====== Available data
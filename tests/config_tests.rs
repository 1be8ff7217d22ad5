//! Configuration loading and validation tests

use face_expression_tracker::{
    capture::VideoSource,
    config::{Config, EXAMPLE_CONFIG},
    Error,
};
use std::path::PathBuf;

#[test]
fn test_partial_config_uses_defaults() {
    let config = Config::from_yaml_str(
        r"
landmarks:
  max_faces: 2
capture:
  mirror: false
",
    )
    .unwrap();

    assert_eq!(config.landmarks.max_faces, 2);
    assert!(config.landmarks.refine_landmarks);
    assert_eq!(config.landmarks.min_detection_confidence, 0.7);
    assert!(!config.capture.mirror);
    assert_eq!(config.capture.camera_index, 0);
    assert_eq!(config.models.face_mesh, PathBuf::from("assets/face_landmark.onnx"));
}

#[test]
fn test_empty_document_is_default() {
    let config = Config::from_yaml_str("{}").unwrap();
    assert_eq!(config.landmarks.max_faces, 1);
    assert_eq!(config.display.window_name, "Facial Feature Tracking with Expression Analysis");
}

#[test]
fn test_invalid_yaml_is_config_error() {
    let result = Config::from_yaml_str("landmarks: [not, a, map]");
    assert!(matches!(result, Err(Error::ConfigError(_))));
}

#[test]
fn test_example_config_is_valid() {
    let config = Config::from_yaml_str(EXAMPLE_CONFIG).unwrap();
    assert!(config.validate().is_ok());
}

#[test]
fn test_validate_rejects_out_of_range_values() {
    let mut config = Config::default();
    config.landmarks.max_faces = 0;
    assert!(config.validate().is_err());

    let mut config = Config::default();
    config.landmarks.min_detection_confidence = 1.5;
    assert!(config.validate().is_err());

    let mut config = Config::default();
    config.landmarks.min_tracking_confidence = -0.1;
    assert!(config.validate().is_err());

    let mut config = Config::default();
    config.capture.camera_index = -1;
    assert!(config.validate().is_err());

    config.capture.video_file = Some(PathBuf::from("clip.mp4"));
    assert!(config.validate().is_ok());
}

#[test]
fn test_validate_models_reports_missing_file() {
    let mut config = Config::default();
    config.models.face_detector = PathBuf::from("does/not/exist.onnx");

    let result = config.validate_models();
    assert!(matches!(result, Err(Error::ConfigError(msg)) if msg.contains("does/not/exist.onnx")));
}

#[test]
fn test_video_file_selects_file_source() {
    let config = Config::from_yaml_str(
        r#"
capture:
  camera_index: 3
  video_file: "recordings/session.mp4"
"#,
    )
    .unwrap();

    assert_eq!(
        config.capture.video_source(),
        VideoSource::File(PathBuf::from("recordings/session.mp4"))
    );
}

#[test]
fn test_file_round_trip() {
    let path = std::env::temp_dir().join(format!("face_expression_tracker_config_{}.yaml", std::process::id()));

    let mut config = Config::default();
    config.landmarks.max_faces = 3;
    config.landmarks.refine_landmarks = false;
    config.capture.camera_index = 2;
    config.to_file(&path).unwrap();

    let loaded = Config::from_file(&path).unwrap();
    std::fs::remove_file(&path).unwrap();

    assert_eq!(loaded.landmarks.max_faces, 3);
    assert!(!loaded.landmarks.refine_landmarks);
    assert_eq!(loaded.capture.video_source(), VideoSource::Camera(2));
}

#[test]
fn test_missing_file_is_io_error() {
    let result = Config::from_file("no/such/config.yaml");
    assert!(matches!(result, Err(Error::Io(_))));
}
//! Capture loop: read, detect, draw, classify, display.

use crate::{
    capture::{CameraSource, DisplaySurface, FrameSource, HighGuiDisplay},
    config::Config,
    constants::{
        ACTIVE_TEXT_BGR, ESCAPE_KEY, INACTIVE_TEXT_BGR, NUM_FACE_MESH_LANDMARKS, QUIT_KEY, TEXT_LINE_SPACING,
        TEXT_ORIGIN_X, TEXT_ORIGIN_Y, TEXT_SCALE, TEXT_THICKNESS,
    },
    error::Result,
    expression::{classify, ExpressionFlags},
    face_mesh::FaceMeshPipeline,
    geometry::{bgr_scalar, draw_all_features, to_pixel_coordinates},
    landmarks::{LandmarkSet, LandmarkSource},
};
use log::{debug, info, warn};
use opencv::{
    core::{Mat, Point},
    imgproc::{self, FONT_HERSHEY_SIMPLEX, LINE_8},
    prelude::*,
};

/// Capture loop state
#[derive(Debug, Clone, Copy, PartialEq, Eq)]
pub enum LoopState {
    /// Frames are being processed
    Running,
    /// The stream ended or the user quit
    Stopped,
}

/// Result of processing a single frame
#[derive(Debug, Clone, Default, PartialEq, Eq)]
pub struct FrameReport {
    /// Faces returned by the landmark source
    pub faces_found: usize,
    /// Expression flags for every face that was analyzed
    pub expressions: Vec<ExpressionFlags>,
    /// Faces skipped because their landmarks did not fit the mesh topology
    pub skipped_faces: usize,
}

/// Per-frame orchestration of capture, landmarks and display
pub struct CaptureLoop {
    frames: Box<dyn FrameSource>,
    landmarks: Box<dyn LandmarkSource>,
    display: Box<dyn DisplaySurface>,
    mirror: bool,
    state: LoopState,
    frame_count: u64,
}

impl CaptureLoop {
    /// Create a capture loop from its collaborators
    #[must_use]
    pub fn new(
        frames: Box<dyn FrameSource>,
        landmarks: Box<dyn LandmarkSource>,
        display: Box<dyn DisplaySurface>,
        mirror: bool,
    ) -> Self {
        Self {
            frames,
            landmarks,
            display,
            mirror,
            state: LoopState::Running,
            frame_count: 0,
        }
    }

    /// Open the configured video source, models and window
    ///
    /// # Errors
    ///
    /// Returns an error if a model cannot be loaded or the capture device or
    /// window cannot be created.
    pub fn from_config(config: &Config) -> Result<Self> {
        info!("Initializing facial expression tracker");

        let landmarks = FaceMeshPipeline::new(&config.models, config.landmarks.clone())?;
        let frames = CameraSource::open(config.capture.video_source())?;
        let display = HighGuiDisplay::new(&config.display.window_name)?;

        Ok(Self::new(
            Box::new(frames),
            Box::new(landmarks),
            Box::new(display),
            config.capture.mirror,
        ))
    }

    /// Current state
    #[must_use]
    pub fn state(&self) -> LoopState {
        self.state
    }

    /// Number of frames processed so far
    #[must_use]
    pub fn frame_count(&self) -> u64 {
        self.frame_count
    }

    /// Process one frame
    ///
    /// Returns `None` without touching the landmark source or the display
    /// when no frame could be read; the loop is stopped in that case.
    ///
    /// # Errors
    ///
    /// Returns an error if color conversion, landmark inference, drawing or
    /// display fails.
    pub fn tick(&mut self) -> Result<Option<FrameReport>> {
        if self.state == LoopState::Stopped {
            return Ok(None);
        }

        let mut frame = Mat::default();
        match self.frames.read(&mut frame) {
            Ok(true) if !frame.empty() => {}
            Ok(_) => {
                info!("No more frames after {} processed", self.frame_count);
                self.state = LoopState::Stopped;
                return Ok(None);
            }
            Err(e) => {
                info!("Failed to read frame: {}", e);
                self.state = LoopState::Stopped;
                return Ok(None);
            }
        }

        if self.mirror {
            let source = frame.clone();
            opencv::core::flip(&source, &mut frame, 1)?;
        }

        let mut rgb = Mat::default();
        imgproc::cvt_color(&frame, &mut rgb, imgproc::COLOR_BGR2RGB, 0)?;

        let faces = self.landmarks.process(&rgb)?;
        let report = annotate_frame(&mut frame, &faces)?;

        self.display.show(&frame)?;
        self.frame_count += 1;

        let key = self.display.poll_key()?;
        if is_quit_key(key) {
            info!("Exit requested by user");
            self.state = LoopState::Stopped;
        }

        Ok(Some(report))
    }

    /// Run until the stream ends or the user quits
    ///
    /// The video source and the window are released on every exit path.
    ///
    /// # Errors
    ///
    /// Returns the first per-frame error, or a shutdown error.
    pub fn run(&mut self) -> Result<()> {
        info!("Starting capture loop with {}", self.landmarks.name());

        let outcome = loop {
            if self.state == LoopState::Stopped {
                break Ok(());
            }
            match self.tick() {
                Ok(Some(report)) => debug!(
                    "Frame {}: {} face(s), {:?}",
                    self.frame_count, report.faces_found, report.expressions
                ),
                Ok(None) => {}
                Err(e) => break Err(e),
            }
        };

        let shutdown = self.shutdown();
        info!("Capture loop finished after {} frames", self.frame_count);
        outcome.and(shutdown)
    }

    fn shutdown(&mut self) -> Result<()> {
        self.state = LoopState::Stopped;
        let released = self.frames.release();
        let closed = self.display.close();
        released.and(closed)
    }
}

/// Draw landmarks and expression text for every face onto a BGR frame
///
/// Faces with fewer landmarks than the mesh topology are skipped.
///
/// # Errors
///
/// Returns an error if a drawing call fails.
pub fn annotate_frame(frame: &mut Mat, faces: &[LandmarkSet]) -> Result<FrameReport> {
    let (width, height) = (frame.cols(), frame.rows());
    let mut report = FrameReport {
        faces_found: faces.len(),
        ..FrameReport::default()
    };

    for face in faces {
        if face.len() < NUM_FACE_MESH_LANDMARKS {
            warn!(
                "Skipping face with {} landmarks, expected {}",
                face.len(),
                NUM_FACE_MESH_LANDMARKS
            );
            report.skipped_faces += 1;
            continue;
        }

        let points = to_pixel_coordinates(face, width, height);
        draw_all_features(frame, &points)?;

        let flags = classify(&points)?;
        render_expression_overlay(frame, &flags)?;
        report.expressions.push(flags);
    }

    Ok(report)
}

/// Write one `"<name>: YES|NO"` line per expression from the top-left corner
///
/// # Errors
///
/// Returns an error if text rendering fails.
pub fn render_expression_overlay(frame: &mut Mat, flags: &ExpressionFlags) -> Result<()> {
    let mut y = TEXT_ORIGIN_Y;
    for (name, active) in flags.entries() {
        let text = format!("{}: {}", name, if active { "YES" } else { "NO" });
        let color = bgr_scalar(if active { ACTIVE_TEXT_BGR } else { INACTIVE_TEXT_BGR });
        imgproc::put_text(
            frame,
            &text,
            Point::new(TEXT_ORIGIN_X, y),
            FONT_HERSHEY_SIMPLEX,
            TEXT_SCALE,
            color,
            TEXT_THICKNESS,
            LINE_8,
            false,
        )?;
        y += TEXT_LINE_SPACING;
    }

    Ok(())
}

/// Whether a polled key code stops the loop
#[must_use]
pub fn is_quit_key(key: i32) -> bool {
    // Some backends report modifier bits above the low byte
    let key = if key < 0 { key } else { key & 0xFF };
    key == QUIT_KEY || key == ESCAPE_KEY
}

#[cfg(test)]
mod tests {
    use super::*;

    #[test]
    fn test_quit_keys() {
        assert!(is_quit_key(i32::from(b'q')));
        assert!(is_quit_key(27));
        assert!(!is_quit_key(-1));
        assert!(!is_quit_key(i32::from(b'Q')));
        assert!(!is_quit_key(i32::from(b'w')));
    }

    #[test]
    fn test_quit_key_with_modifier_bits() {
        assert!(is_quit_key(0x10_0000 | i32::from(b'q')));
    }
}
============
====== Available data
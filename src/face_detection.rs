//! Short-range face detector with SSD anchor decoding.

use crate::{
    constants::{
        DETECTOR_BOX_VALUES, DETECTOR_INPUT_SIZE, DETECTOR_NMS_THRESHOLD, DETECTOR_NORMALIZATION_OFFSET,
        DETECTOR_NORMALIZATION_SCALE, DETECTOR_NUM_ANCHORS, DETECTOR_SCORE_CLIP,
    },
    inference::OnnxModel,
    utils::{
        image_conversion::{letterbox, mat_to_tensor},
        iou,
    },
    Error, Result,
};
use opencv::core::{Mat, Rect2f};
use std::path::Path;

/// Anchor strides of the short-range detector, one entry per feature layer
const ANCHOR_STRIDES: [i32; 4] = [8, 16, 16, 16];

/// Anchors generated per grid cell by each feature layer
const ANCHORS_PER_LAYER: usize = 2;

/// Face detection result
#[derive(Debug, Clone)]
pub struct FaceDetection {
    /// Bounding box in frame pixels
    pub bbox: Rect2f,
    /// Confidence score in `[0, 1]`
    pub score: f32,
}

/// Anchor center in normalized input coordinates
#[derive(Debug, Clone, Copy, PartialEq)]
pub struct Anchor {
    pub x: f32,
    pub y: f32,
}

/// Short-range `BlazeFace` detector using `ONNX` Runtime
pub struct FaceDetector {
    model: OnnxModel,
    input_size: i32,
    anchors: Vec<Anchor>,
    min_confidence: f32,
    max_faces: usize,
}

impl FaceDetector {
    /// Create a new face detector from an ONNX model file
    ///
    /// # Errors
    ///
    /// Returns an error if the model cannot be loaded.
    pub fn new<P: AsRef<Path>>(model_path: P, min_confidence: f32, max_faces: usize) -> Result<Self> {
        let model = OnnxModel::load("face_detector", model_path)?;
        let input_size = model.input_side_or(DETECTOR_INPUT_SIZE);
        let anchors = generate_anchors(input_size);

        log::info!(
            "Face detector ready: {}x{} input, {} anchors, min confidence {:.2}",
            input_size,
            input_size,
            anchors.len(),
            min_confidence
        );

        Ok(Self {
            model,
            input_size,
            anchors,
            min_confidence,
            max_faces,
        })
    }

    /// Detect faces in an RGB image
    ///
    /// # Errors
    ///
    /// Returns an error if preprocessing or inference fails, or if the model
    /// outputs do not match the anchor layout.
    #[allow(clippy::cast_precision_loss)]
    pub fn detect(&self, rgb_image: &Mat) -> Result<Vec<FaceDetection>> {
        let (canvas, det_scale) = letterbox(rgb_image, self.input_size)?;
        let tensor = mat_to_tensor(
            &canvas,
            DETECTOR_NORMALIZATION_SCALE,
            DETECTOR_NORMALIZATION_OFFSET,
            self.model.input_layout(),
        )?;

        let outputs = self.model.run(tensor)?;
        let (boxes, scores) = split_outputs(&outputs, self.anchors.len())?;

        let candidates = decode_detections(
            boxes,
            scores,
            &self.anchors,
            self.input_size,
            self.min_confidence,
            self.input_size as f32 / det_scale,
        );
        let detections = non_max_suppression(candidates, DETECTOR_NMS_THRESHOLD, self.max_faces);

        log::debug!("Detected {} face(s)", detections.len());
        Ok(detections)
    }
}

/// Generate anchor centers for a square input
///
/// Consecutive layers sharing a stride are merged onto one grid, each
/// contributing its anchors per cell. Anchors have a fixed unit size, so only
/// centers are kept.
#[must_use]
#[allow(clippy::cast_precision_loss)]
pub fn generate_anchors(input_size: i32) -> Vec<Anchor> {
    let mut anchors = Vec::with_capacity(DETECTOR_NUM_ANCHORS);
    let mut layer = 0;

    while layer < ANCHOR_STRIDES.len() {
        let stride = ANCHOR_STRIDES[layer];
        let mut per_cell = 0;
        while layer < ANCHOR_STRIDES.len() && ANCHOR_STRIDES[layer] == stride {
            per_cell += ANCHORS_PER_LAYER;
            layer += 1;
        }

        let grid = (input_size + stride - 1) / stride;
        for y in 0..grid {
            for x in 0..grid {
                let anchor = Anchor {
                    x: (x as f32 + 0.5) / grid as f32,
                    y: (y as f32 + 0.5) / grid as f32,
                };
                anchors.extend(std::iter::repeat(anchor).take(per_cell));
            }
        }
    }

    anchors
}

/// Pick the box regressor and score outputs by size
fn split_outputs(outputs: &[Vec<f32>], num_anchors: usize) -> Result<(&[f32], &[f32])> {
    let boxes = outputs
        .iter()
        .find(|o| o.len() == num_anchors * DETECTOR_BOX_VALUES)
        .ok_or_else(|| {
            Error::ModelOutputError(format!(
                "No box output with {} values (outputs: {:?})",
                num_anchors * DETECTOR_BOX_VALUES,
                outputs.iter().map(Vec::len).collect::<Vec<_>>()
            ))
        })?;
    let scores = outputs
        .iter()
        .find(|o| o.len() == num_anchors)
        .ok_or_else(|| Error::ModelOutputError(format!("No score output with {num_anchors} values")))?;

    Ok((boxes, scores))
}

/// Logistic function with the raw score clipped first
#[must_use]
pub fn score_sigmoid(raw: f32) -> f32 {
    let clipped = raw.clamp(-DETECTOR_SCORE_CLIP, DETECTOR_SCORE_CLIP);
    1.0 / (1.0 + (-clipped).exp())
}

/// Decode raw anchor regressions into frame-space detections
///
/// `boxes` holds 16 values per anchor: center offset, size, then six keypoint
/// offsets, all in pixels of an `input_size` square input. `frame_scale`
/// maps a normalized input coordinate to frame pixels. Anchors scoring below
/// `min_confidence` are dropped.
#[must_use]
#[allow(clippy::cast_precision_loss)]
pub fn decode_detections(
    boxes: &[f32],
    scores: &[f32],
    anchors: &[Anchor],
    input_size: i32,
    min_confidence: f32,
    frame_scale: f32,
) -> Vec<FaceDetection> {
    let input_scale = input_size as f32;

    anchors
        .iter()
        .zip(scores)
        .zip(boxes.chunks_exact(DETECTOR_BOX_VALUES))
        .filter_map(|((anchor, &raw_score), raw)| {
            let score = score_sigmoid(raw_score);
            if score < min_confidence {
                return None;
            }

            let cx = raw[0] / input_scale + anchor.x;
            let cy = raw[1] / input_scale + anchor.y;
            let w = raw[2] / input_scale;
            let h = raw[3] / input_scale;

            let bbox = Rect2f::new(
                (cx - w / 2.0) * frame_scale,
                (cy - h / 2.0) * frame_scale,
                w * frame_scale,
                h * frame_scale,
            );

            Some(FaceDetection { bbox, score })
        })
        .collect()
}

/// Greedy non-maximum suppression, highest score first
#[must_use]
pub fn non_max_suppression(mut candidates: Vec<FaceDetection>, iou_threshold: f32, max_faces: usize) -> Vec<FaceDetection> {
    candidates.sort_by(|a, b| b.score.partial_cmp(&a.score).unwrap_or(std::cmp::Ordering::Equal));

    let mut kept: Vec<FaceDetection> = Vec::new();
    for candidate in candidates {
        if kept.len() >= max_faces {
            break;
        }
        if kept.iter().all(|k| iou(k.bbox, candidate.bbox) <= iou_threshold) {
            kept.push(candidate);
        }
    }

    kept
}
============
* _What is required_: Your answer should be one number: the count of lines in the records above that contain "canvas".

* _Solution for this exercise_: 2